Work item =
Copy the lines exactly as they appear, starting with the first line of the records and ending with the line that contains "#[derive(Debug, Default, Deserialize)]".
---------- Data for this task ----------
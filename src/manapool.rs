//! ManaPool seller API client
//!
//! Read-only access to the authenticated seller inventory feed, paginated
//! with limit/offset.

use crate::error::Result;
use crate::fetch::RateLimitedFetcher;
use serde::Deserialize;
use std::sync::Arc;

pub const DEFAULT_API_URL: &str = "https://manapool.com/api/v1";

/// One page of the seller inventory feed
#[derive(Debug, Deserialize)]
pub struct InventoryPage {
    #[serde(default)]
    pub inventory: Vec<InventoryItem>,
    #[serde(default)]
    pub pagination: Pagination,
}

#[derive(Debug, Default, Deserialize)]
pub struct Pagination {
    /// Number of items in this page as reported by the server
    #[serde(default)]
    pub returned: usize,
}

/// One listing in the seller inventory
#[derive(Debug, Deserialize)]
pub struct InventoryItem {
    pub product_type: String,
    #[serde(default = "default_quantity")]
    pub quantity: i64,
    #[serde(default)]
    pub price_cents: i64,
    #[serde(default)]
    pub product: Option<Product>,
}

fn default_quantity() -> i64 {
    1
}

#[derive(Debug, Deserialize)]
pub struct Product {
    #[serde(default)]
    pub single: Option<SingleCard>,
}

/// Card payload carried by `mtg_single` products
#[derive(Debug, Deserialize)]
pub struct SingleCard {
    pub scryfall_id: String,
    pub name: String,
    pub set: String,
    #[serde(default)]
    pub condition_id: Option<String>,
    #[serde(default)]
    pub finish_id: Option<String>,
}

impl InventoryItem {
    /// The single-card payload, present only for single cards (never for
    /// sealed or boxed product)
    pub fn single(&self) -> Option<&SingleCard> {
        if self.product_type != "mtg_single" {
            return None;
        }
        self.product.as_ref()?.single.as_ref()
    }
}

/// ManaPool API client bound to a base URL and bearer token
pub struct ManapoolClient {
    fetcher: Arc<RateLimitedFetcher>,
    base_url: String,
    token: String,
}

impl ManapoolClient {
    pub fn new(
        fetcher: Arc<RateLimitedFetcher>,
        base_url: impl Into<String>,
        token: impl Into<String>,
    ) -> Self {
        Self {
            fetcher,
            base_url: base_url.into(),
            token: token.into(),
        }
    }

    /// Fetch `limit` inventory items starting at `offset`
    pub async fn inventory_page(&self, limit: u64, offset: u64) -> Result<InventoryPage> {
        let url = format!(
            "{}/seller/inventory?limit={}&offset={}",
            self.base_url, limit, offset
        );
        self.fetcher.get_json_authorized(&url, &self.token).await
    }
}

#[cfg(test)]
mod tests {
    use super::*;

    #[test]
    fn single_payload_for_mtg_single() {
        let json = r#"{
            "product_type": "mtg_single",
            "quantity": 3,
            "price_cents": 1999,
            "product": {
                "single": {
                    "scryfall_id": "aaaa-1111",
                    "name": "Lightning Bolt",
                    "set": "M10",
                    "condition_id": "LP",
                    "finish_id": "F"
                }
            }
        }"#;

        let item: InventoryItem = serde_json::from_str(json).unwrap();
        let single = item.single().unwrap();
        assert_eq!(single.scryfall_id, "aaaa-1111");
        assert_eq!(single.finish_id.as_deref(), Some("F"));
        assert_eq!(item.quantity, 3);
    }

    #[test]
    fn sealed_product_has_no_single_payload() {
        let json = r#"{
            "product_type": "mtg_sealed",
            "quantity": 1,
            "price_cents": 9999,
            "product": {}
        }"#;

        let item: InventoryItem = serde_json::from_str(json).unwrap();
        assert!(item.single().is_none());
    }

    #[test]
    fn quantity_defaults_to_one() {
        let json = r#"{
            "product_type": "mtg_single",
            "price_cents": 100
        }"#;

        let item: InventoryItem = serde_json::from_str(json).unwrap();
        assert_eq!(item.quantity, 1);
        // No product payload either; treated as not a usable single.
        assert!(item.single().is_none());
    }

    #[test]
    fn page_deserializes_with_missing_pagination() {
        let json = r#"{
            "inventory": []
        }"#;

        let page: InventoryPage = serde_json::from_str(json).unwrap();
        assert!(page.inventory.is_empty());
        assert_eq!(page.pagination.returned, 0);
    }
}
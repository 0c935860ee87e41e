//! Set reconciliation and card ingestion from the Scryfall catalog
//!
//! `sync_new_sets` diffs the remote set listing against the local store and
//! ingests whatever is missing, one set at a time. Each search page commits
//! on its own, so a crash mid-run keeps every page already written.

use crate::database::{self, NewCard};
use crate::error::Result;
use crate::scryfall::{ScryfallClient, SetInfo};
use rusqlite::Connection;
use std::collections::HashSet;

/// Result of an ingestion run
#[derive(Debug, Default)]
pub struct IngestStats {
    /// Cards newly inserted
    pub inserted: usize,
    /// Cards already present (left untouched)
    pub skipped_existing: usize,
    /// Cards without a usable image, never inserted
    pub no_image: usize,
    /// Search pages walked
    pub pages: usize,
}

impl IngestStats {
    fn absorb(&mut self, other: &IngestStats) {
        self.inserted += other.inserted;
        self.skipped_existing += other.skipped_existing;
        self.no_image += other.no_image;
        self.pages += other.pages;
    }
}

/// Codes of playable remote sets that are not yet present locally.
///
/// Output preserves the remote listing's order; the remote service
/// documents no ordering guarantee, and ingestion is idempotent per set,
/// so no client-side sort is applied.
pub fn missing_set_codes(remote: &[SetInfo], existing: &HashSet<String>) -> Vec<String> {
    remote
        .iter()
        .filter(|set| set.is_playable())
        .filter(|set| !existing.contains(&set.code))
        .map(|set| set.code.clone())
        .collect()
}

/// Ingest every card of one set, walking the cursor-paginated search.
///
/// Cards without a usable image are skipped entirely: a row without an
/// image could never be fingerprinted later. Existing rows are left
/// untouched (see [`database::insert_card_if_absent`]).
pub async fn ingest_set(
    scryfall: &ScryfallClient,
    conn: &mut Connection,
    code: &str,
) -> Result<IngestStats> {
    log::info!("Fetching set: {}", code);

    let mut stats = IngestStats::default();
    let mut url = Some(scryfall.set_search_url(code));

    while let Some(page_url) = url {
        let page = scryfall.search_page(&page_url).await?;
        stats.pages += 1;

        // The page checkpoint: all rows of a page land together, and the
        // transaction never spans a network call.
        let tx = conn.transaction()?;
        for card in &page.data {
            let image_uri = match card.image_url() {
                Some(uri) => uri,
                None => {
                    stats.no_image += 1;
                    continue;
                }
            };

            let inserted = database::insert_card_if_absent(
                &tx,
                &NewCard {
                    scryfall_id: card.id.clone(),
                    name: card.name.clone(),
                    set_code: card.set.clone(),
                    collector_number: Some(card.collector_number.clone()),
                    rarity: Some(card.rarity.clone()),
                    image_uri: Some(image_uri.to_string()),
                },
            )?;
            if inserted {
                stats.inserted += 1;
            } else {
                stats.skipped_existing += 1;
            }
        }
        tx.commit()?;

        url = if page.has_more { page.next_page } else { None };
    }

    log::info!(
        "Set {}: {} cards inserted, {} already present, {} without images ({} pages)",
        code,
        stats.inserted,
        stats.skipped_existing,
        stats.no_image,
        stats.pages
    );
    Ok(stats)
}

/// Find catalog sets missing from the store and ingest them in the order
/// the remote listing returns them.
pub async fn sync_new_sets(scryfall: &ScryfallClient, conn: &mut Connection) -> Result<IngestStats> {
    let existing = database::existing_set_codes(conn)?;
    let remote = scryfall.sets().await?;
    let missing = missing_set_codes(&remote, &existing);

    if missing.is_empty() {
        log::info!(
            "Card database is up to date ({} local sets, {} remote)",
            existing.len(),
            remote.len()
        );
        return Ok(IngestStats::default());
    }

    log::info!("Found {} missing sets to download: {:?}", missing.len(), missing);

    let mut total = IngestStats::default();
    for code in &missing {
        let stats = ingest_set(scryfall, conn, code).await?;
        total.absorb(&stats);
    }

    log::info!(
        "Ingested {} sets: {} new cards, {} without images",
        missing.len(),
        total.inserted,
        total.no_image
    );
    Ok(total)
}
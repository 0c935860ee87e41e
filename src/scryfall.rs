//! Scryfall API client for catalog sets and card metadata
//!
//! Uses async reqwest via the shared rate-limited fetcher.

use crate::error::Result;
use crate::fetch::RateLimitedFetcher;
use serde::Deserialize;
use std::sync::Arc;

pub const DEFAULT_API_URL: &str = "https://api.scryfall.com";

/// Set types that correspond to playable paper releases. Token, digital-only
/// and promotional set types are excluded so the store never accumulates
/// non-playable inventory.
pub const PLAYABLE_SET_TYPES: [&str; 4] = ["core", "expansion", "masters", "draft_innovation"];

/// One set from the catalog's set listing
#[derive(Debug, Deserialize)]
pub struct SetInfo {
    pub code: String,
    #[serde(default)]
    pub set_type: String,
}

impl SetInfo {
    pub fn is_playable(&self) -> bool {
        PLAYABLE_SET_TYPES.contains(&self.set_type.as_str())
    }
}

#[derive(Debug, Deserialize)]
struct SetListResponse {
    #[serde(default)]
    data: Vec<SetInfo>,
}

/// One page of cursor-paginated search results
#[derive(Debug, Deserialize)]
pub struct SearchPage {
    #[serde(default)]
    pub data: Vec<ScryfallCard>,
    #[serde(default)]
    pub has_more: bool,
    /// Opaque URL of the next page, present while `has_more` is true
    #[serde(default)]
    pub next_page: Option<String>,
}

/// Scryfall card as returned by the search endpoint
#[derive(Debug, Deserialize)]
pub struct ScryfallCard {
    pub id: String,
    pub name: String,
    pub set: String,
    pub collector_number: String,
    pub rarity: String,
    #[serde(default)]
    pub image_uris: Option<ImageUris>,
    /// For double-faced cards, images are in card_faces
    #[serde(default)]
    pub card_faces: Option<Vec<CardFace>>,
}

#[derive(Debug, Deserialize)]
pub struct ImageUris {
    pub small: Option<String>,
    pub normal: Option<String>,
    pub large: Option<String>,
}

#[derive(Debug, Deserialize)]
pub struct CardFace {
    pub name: String,
    #[serde(default)]
    pub image_uris: Option<ImageUris>,
}

impl ScryfallCard {
    /// Get the primary image URL (normal size)
    pub fn image_url(&self) -> Option<&str> {
        // Try direct image_uris first
        if let Some(ref uris) = self.image_uris {
            return uris.normal.as_deref();
        }
        // For double-faced cards, get front face image
        if let Some(ref faces) = self.card_faces {
            if let Some(face) = faces.first() {
                if let Some(ref uris) = face.image_uris {
                    return uris.normal.as_deref();
                }
            }
        }
        None
    }
}

/// Subset of the card-by-id response used to complete marketplace rows
#[derive(Debug, Deserialize)]
pub struct CardMetadata {
    #[serde(default)]
    pub collector_number: Option<String>,
    #[serde(default)]
    pub rarity: Option<String>,
}

/// Scryfall API client bound to a base URL
pub struct ScryfallClient {
    fetcher: Arc<RateLimitedFetcher>,
    base_url: String,
}

impl ScryfallClient {
    pub fn new(fetcher: Arc<RateLimitedFetcher>, base_url: impl Into<String>) -> Self {
        Self {
            fetcher,
            base_url: base_url.into(),
        }
    }

    /// Fetch the full remote set listing
    pub async fn sets(&self) -> Result<Vec<SetInfo>> {
        log::debug!("Fetching set listing from Scryfall");
        let response: SetListResponse = self
            .fetcher
            .get_json(&format!("{}/sets", self.base_url))
            .await?;
        Ok(response.data)
    }

    /// URL of the first search page for all cards in a set
    pub fn set_search_url(&self, code: &str) -> String {
        format!(
            "{}/cards/search?q={}",
            self.base_url,
            urlencoding::encode(&format!("set:{}", code))
        )
    }

    /// Fetch one search page; `url` is either the first page built by
    /// [`Self::set_search_url`] or a `next_page` cursor from a prior page
    pub async fn search_page(&self, url: &str) -> Result<SearchPage> {
        self.fetcher.get_json(url).await
    }

    /// Fetch collector number and rarity for a card by its Scryfall id
    pub async fn card_metadata(&self, scryfall_id: &str) -> Result<CardMetadata> {
        self.fetcher
            .get_json(&format!("{}/cards/{}", self.base_url, scryfall_id))
            .await
    }
}

#[cfg(test)]
#[path = "scryfall_tests.rs"]
mod tests;
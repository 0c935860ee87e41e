//! Card Sync - local card database synchronization
//!
//! Keeps a SQLite card database in sync with the Scryfall catalog, migrates
//! ManaPool seller inventory into the same schema, and backfills perceptual
//! image fingerprints used for visual card matching.

pub mod backfill;
pub mod database;
pub mod error;
pub mod fetch;
pub mod hashing;
pub mod ingest;
pub mod manapool;
pub mod migrate;
pub mod scryfall;

pub use error::{Result, SyncError};
//! ManaPool inventory migration into the local card store
//!
//! Walks the seller inventory feed with limit/offset pagination, maps each
//! single card onto the local schema and appends its inventory line. Each
//! page commits together with the feed offset it accounts for, so an
//! interrupted or repeated run resumes behind the last committed page
//! instead of re-reading the feed from the start.

use crate::database::{self, NewCard, NewInventoryRow};
use crate::error::Result;
use crate::manapool::{InventoryItem, ManapoolClient};
use crate::scryfall::ScryfallClient;
use rusqlite::Connection;

/// Batch label stamped on every migrated inventory line
pub const BATCH_LABEL: &str = "Legacy_ManaPool_Stock";

/// Items requested per page
pub const PAGE_LIMIT: u64 = 100;

/// sync_state key for the migration's high-water mark
const OFFSET_KEY: &str = "manapool_offset";

/// Offset pager over the marketplace feed.
///
/// A page returning fewer items than `limit` is the final one and leaves
/// the offset unchanged; only a full page advances it.
#[derive(Debug)]
pub struct Pager {
    pub offset: u64,
    pub limit: u64,
    pub has_more: bool,
}

impl Pager {
    pub fn new(offset: u64, limit: u64) -> Self {
        Self {
            offset,
            limit,
            has_more: true,
        }
    }

    /// Feed the number of items the page returned; returns whether more
    /// pages remain
    pub fn advance(&mut self, returned: usize) -> bool {
        if (returned as u64) < self.limit {
            self.has_more = false;
        } else {
            self.offset += self.limit;
        }
        self.has_more
    }
}

/// A feed item mapped onto the local schema
#[derive(Debug, PartialEq)]
pub struct MappedItem {
    pub scryfall_id: String,
    pub name: String,
    pub set_code: String,
    pub condition: String,
    pub is_foil: bool,
    pub quantity: i64,
    pub listed_price: f64,
}

/// Map one feed item, or None when it is not a single card.
pub fn map_single(item: &InventoryItem) -> Option<MappedItem> {
    let single = item.single()?;
    Some(MappedItem {
        scryfall_id: single.scryfall_id.clone(),
        name: single.name.clone(),
        set_code: single.set.to_lowercase(),
        condition: single
            .condition_id
            .clone()
            .unwrap_or_else(|| "NM".to_string()),
        // "F" is the only finish code that means foil.
        is_foil: single.finish_id.as_deref() == Some("F"),
        quantity: item.quantity,
        listed_price: item.price_cents as f64 / 100.0,
    })
}

/// Result of a migration run
#[derive(Debug, Default)]
pub struct MigrateStats {
    /// Cards newly created (first sighting via the feed)
    pub cards_inserted: usize,
    /// Inventory lines appended
    pub inventory_rows: usize,
    /// Items skipped because they are sealed/boxed product
    pub skipped_non_single: usize,
    /// Items skipped because their quantity was not positive
    pub skipped_bad_quantity: usize,
    /// Sum of migrated quantities
    pub total_quantity: i64,
    /// Feed pages walked
    pub pages: usize,
}

/// Walk the seller inventory feed and append it to the local store.
pub async fn migrate(
    manapool: &ManapoolClient,
    scryfall: &ScryfallClient,
    conn: &mut Connection,
) -> Result<MigrateStats> {
    run_migration(manapool, scryfall, conn, PAGE_LIMIT).await
}

async fn run_migration(
    manapool: &ManapoolClient,
    scryfall: &ScryfallClient,
    conn: &mut Connection,
    limit: u64,
) -> Result<MigrateStats> {
    let start = database::get_sync_offset(conn, OFFSET_KEY)?.unwrap_or(0);
    if start > 0 {
        log::info!("Resuming migration from offset {}", start);
    }

    let mut pager = Pager::new(start, limit);
    let mut stats = MigrateStats::default();

    while pager.has_more {
        log::info!("Fetching inventory from offset {}...", pager.offset);
        let page = manapool.inventory_page(pager.limit, pager.offset).await?;
        stats.pages += 1;

        if page.inventory.is_empty() {
            log::info!("Empty page at offset {}, nothing left to migrate", pager.offset);
            break;
        }

        // Resolve per-item metadata before opening the transaction; the
        // page checkpoint must not span network calls.
        let mut resolved = Vec::new();
        for item in &page.inventory {
            let mapped = match map_single(item) {
                Some(mapped) => mapped,
                None => {
                    stats.skipped_non_single += 1;
                    continue;
                }
            };
            if mapped.quantity < 1 {
                log::warn!(
                    "Skipping {} with non-positive quantity {}",
                    mapped.scryfall_id,
                    mapped.quantity
                );
                stats.skipped_bad_quantity += 1;
                continue;
            }
            let meta = scryfall.card_metadata(&mapped.scryfall_id).await?;
            resolved.push((mapped, meta));
        }

        let returned = page.pagination.returned;

        // The page checkpoint: rows and the high-water mark commit
        // together, so a restart resumes exactly behind this page.
        let tx = conn.transaction()?;
        for (mapped, meta) in &resolved {
            let inserted = database::insert_card_if_absent(
                &tx,
                &NewCard {
                    scryfall_id: mapped.scryfall_id.clone(),
                    name: mapped.name.clone(),
                    set_code: mapped.set_code.clone(),
                    collector_number: meta.collector_number.clone(),
                    rarity: meta.rarity.clone(),
                    image_uri: None,
                },
            )?;
            if inserted {
                stats.cards_inserted += 1;
            }

            database::insert_inventory(
                &tx,
                &NewInventoryRow {
                    scryfall_id: mapped.scryfall_id.clone(),
                    condition: mapped.condition.clone(),
                    is_foil: mapped.is_foil,
                    quantity: mapped.quantity,
                    listed_price: mapped.listed_price,
                    box_label: BATCH_LABEL.to_string(),
                },
            )?;
            stats.inventory_rows += 1;
            stats.total_quantity += mapped.quantity;
        }
        database::set_sync_offset(&tx, OFFSET_KEY, pager.offset + returned as u64)?;
        tx.commit()?;

        pager.advance(returned);
    }

    log::info!(
        "Migration complete! {} inventory lines ({} total quantity), {} new cards, {} non-single items skipped ({} pages)",
        stats.inventory_rows,
        stats.total_quantity,
        stats.cards_inserted,
        stats.skipped_non_single,
        stats.pages
    );
    Ok(stats)
}
//! card_sync - keeps a local card database in sync with the Scryfall
//! catalog, fingerprints stored card images and migrates ManaPool seller
//! inventory into the same schema.
//!
//! Each subcommand is one batch job meant to run to completion (typically
//! from cron); there is no long-lived process.

use card_sync::fetch::RateLimitedFetcher;
use card_sync::manapool::ManapoolClient;
use card_sync::scryfall::ScryfallClient;
use card_sync::{backfill, database, ingest, manapool, migrate, scryfall};
use clap::{Parser, Subcommand};
use rusqlite::Connection;
use std::path::PathBuf;
use std::sync::Arc;

/// Card database sync - ingests Scryfall card metadata, fingerprints card
/// images and migrates ManaPool inventory
#[derive(Parser, Debug)]
#[command(name = "card_sync")]
#[command(version, about, long_about = None)]
struct Args {
    /// Path to the SQLite database file
    #[arg(short, long, default_value_t = default_db_path())]
    database: String,

    #[command(subcommand)]
    command: Command,
}

#[derive(Subcommand, Debug)]
enum Command {
    /// Ingest card metadata for catalog sets that are missing locally
    SyncSets {
        /// Scryfall API base URL
        #[arg(long, default_value = scryfall::DEFAULT_API_URL)]
        api_url: String,
    },
    /// Compute perceptual fingerprints for cards that lack one
    BackfillHashes,
    /// Migrate ManaPool seller inventory into the local store
    MigrateInventory {
        /// ManaPool API base URL
        #[arg(long, default_value = manapool::DEFAULT_API_URL)]
        api_url: String,

        /// Scryfall API base URL (per-card metadata lookups)
        #[arg(long, default_value = scryfall::DEFAULT_API_URL)]
        scryfall_url: String,

        /// Bearer token for the seller API (falls back to the
        /// MANAPOOL_API_TOKEN environment variable)
        #[arg(long)]
        token: Option<String>,
    },
}

/// Returns the default database path: ~/.local/share/card_sync/cards.db
fn default_db_path() -> String {
    dirs::data_dir()
        .unwrap_or_else(|| PathBuf::from("."))
        .join("card_sync")
        .join("cards.db")
        .to_string_lossy()
        .to_string()
}

#[tokio::main]
async fn main() {
    env_logger::Builder::from_env(env_logger::Env::default().default_filter_or("info")).init();

    let args = Args::parse();
    let db_path = PathBuf::from(&args.database);

    log::info!("Starting card_sync...");
    log::info!("Database path: {}", db_path.display());

    // Ensure parent directory exists
    if let Some(parent) = db_path.parent() {
        if !parent.exists() {
            if let Err(e) = std::fs::create_dir_all(parent) {
                log::error!("Failed to create database directory: {}", e);
                std::process::exit(1);
            }
            log::info!("Created directory: {}", parent.display());
        }
    }

    let mut conn = match Connection::open(&db_path) {
        Ok(conn) => {
            log::info!("Opened database: {}", db_path.display());
            conn
        }
        Err(e) => {
            log::error!("Failed to open database: {}", e);
            std::process::exit(1);
        }
    };

    if let Err(e) = database::init_schema(&conn) {
        log::error!("Failed to initialize database schema: {}", e);
        std::process::exit(1);
    }

    // One fetcher for the whole process; the rate limit is shared by every
    // component that talks to the network.
    let fetcher = Arc::new(RateLimitedFetcher::new());

    let result = match args.command {
        Command::SyncSets { api_url } => {
            let scryfall = ScryfallClient::new(Arc::clone(&fetcher), api_url);
            ingest::sync_new_sets(&scryfall, &mut conn).await.map(|_| ())
        }
        Command::BackfillHashes => backfill::backfill_hashes(&fetcher, &conn).await.map(|_| ()),
        Command::MigrateInventory {
            api_url,
            scryfall_url,
            token,
        } => {
            let token = match token.or_else(|| std::env::var("MANAPOOL_API_TOKEN").ok()) {
                Some(token) => token,
                None => {
                    log::error!(
                        "No ManaPool API token; pass --token or set MANAPOOL_API_TOKEN"
                    );
                    std::process::exit(1);
                }
            };
            let manapool = ManapoolClient::new(Arc::clone(&fetcher), api_url, token);
            let scryfall = ScryfallClient::new(Arc::clone(&fetcher), scryfall_url);
            migrate::migrate(&manapool, &scryfall, &mut conn)
                .await
                .map(|_| ())
        }
    };

    if let Err(e) = result {
        // Committed checkpoints up to this point are preserved; the job is
        // meant to be re-run rather than recovered in-process.
        log::error!("Run failed: {}", e);
        std::process::exit(1);
    }

    log::info!("Done.");
}
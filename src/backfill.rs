//! Image fingerprint backfill
//!
//! Walks every card that has an image URI but no fingerprint, downloads
//! the image into memory, hashes it and stores the result. Images are
//! never written to disk; the deployment target may have nothing but a
//! fragile SD card under it.

use crate::database::{self, PendingHash};
use crate::error::Result;
use crate::fetch::RateLimitedFetcher;
use crate::hashing;
use rusqlite::Connection;

/// Result of a backfill pass
#[derive(Debug, Default)]
pub struct BackfillStats {
    /// Cards that received a fingerprint
    pub hashed: usize,
    /// Cards that failed (fetch, decode or store) and stay unhashed
    pub failed: usize,
}

/// Fingerprint every card that has an image URI but no hash yet.
///
/// Each row commits on its own, and each card's outcome is an explicit
/// result the loop inspects: one bad image is logged and counted, and the
/// pass moves on. Failed cards keep a NULL hash and are picked up again on
/// the next run.
pub async fn backfill_hashes(
    fetcher: &RateLimitedFetcher,
    conn: &Connection,
) -> Result<BackfillStats> {
    let pending = database::cards_missing_hash(conn)?;
    log::info!("{} cards awaiting an image fingerprint", pending.len());

    let mut stats = BackfillStats::default();
    for card in &pending {
        match hash_card(fetcher, conn, card).await {
            Ok(hash) => {
                log::info!("Successfully hashed {}: {}", card.scryfall_id, hash);
                stats.hashed += 1;
            }
            Err(e) => {
                log::warn!("Failed to hash {}: {}", card.scryfall_id, e);
                stats.failed += 1;
            }
        }
    }

    log::info!(
        "Backfill pass complete: {} hashed, {} failed",
        stats.hashed,
        stats.failed
    );
    Ok(stats)
}

/// Fetch, decode and fingerprint one card image, then store the hash.
/// The image lives entirely in memory for its whole lifetime.
async fn hash_card(
    fetcher: &RateLimitedFetcher,
    conn: &Connection,
    card: &PendingHash,
) -> Result<String> {
    let bytes = fetcher.get_bytes(&card.image_uri).await?;
    let img = image::load_from_memory(&bytes)?;
    let hash = hashing::fingerprint(&img);
    database::set_image_hash(conn, &card.scryfall_id, &hash)?;
    Ok(hash)
}

#[cfg(test)]
mod tests {
    use super::*;
    use crate::database::{insert_card_if_absent, make_test_card, test_db};
    use crate::hashing::FINGERPRINT_LEN;
    use rusqlite::params;
    use std::time::Duration;
    use wiremock::matchers::{method, path};
    use wiremock::{Mock, MockServer, ResponseTemplate};

    fn png_bytes() -> Vec<u8> {
        let img = image::RgbImage::from_fn(64, 64, |x, y| {
            image::Rgb([(x * 4) as u8, (y * 4) as u8, 128])
        });
        let mut buf = Vec::new();
        image::DynamicImage::ImageRgb8(img)
            .write_to(&mut std::io::Cursor::new(&mut buf), image::ImageFormat::Png)
            .unwrap();
        buf
    }

    fn stored_hash(conn: &Connection, id: &str) -> Option<String> {
        conn.query_row(
            "SELECT image_hash FROM cards WHERE scryfall_id = ?1",
            params![id],
            |row| row.get(0),
        )
        .unwrap()
    }

    fn card_with_image(id: &str, image_uri: &str) -> crate::database::NewCard {
        let mut card = make_test_card(id, "Test Card");
        card.image_uri = Some(image_uri.to_string());
        card
    }

    #[tokio::test]
    async fn backfill_fills_missing_hashes() {
        let server = MockServer::start().await;
        Mock::given(method("GET"))
            .and(path("/card.png"))
            .respond_with(ResponseTemplate::new(200).set_body_bytes(png_bytes()))
            .mount(&server)
            .await;

        let conn = test_db();
        let url = format!("{}/card.png", server.uri());
        insert_card_if_absent(&conn, &card_with_image("id-1", &url)).unwrap();

        let fetcher = RateLimitedFetcher::with_min_interval(Duration::ZERO);
        let stats = backfill_hashes(&fetcher, &conn).await.unwrap();

        assert_eq!(stats.hashed, 1);
        assert_eq!(stats.failed, 0);
        let hash = stored_hash(&conn, "id-1").unwrap();
        assert_eq!(hash.len(), FINGERPRINT_LEN);
        assert!(hash.chars().all(|c| c.is_ascii_hexdigit()));
    }

    #[tokio::test]
    async fn one_bad_image_does_not_stop_the_pass() {
        let server = MockServer::start().await;
        Mock::given(method("GET"))
            .and(path("/good.png"))
            .respond_with(ResponseTemplate::new(200).set_body_bytes(png_bytes()))
            .mount(&server)
            .await;
        Mock::given(method("GET"))
            .and(path("/gone.png"))
            .respond_with(ResponseTemplate::new(404))
            .mount(&server)
            .await;
        Mock::given(method("GET"))
            .and(path("/corrupt.png"))
            .respond_with(ResponseTemplate::new(200).set_body_bytes(b"not an image".to_vec()))
            .mount(&server)
            .await;

        let conn = test_db();
        insert_card_if_absent(
            &conn,
            &card_with_image("id-gone", &format!("{}/gone.png", server.uri())),
        )
        .unwrap();
        insert_card_if_absent(
            &conn,
            &card_with_image("id-corrupt", &format!("{}/corrupt.png", server.uri())),
        )
        .unwrap();
        insert_card_if_absent(
            &conn,
            &card_with_image("id-good", &format!("{}/good.png", server.uri())),
        )
        .unwrap();

        let fetcher = RateLimitedFetcher::with_min_interval(Duration::ZERO);
        let stats = backfill_hashes(&fetcher, &conn).await.unwrap();

        // Two rows fail, one succeeds, regardless of processing order.
        assert_eq!(stats.hashed, 1);
        assert_eq!(stats.failed, 2);
        assert!(stored_hash(&conn, "id-good").is_some());
        assert!(stored_hash(&conn, "id-gone").is_none());
        assert!(stored_hash(&conn, "id-corrupt").is_none());
    }

    #[tokio::test]
    async fn backfill_is_a_noop_once_everything_is_hashed() {
        let server = MockServer::start().await;
        Mock::given(method("GET"))
            .and(path("/card.png"))
            .respond_with(ResponseTemplate::new(200).set_body_bytes(png_bytes()))
            .expect(1)
            .mount(&server)
            .await;

        let conn = test_db();
        let url = format!("{}/card.png", server.uri());
        insert_card_if_absent(&conn, &card_with_image("id-1", &url)).unwrap();

        let fetcher = RateLimitedFetcher::with_min_interval(Duration::ZERO);
        backfill_hashes(&fetcher, &conn).await.unwrap();
        let first = stored_hash(&conn, "id-1").unwrap();

        // Second pass finds nothing to do and must not refetch.
        let stats = backfill_hashes(&fetcher, &conn).await.unwrap();
        assert_eq!(stats.hashed, 0);
        assert_eq!(stored_hash(&conn, "id-1").unwrap(), first);
    }
}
----------
Result for this exercise =
filename src/manapool.rs
//! ManaPool seller API client
//!
//! Read-only access to the authenticated seller inventory feed, paginated
//! with limit/offset.

use crate::error::Result;
use crate::fetch::RateLimitedFetcher;
use serde::Deserialize;
use std::sync::Arc;

pub const DEFAULT_API_URL: &str = "https://manapool.com/api/v1";

/// One page of the seller inventory feed
#[derive(Debug, Deserialize)]
pub struct InventoryPage {
    #[serde(default)]
    pub inventory: Vec<InventoryItem>,
    #[serde(default)]
    pub pagination: Pagination,
}

#[derive(Debug, Default, Deserialize)]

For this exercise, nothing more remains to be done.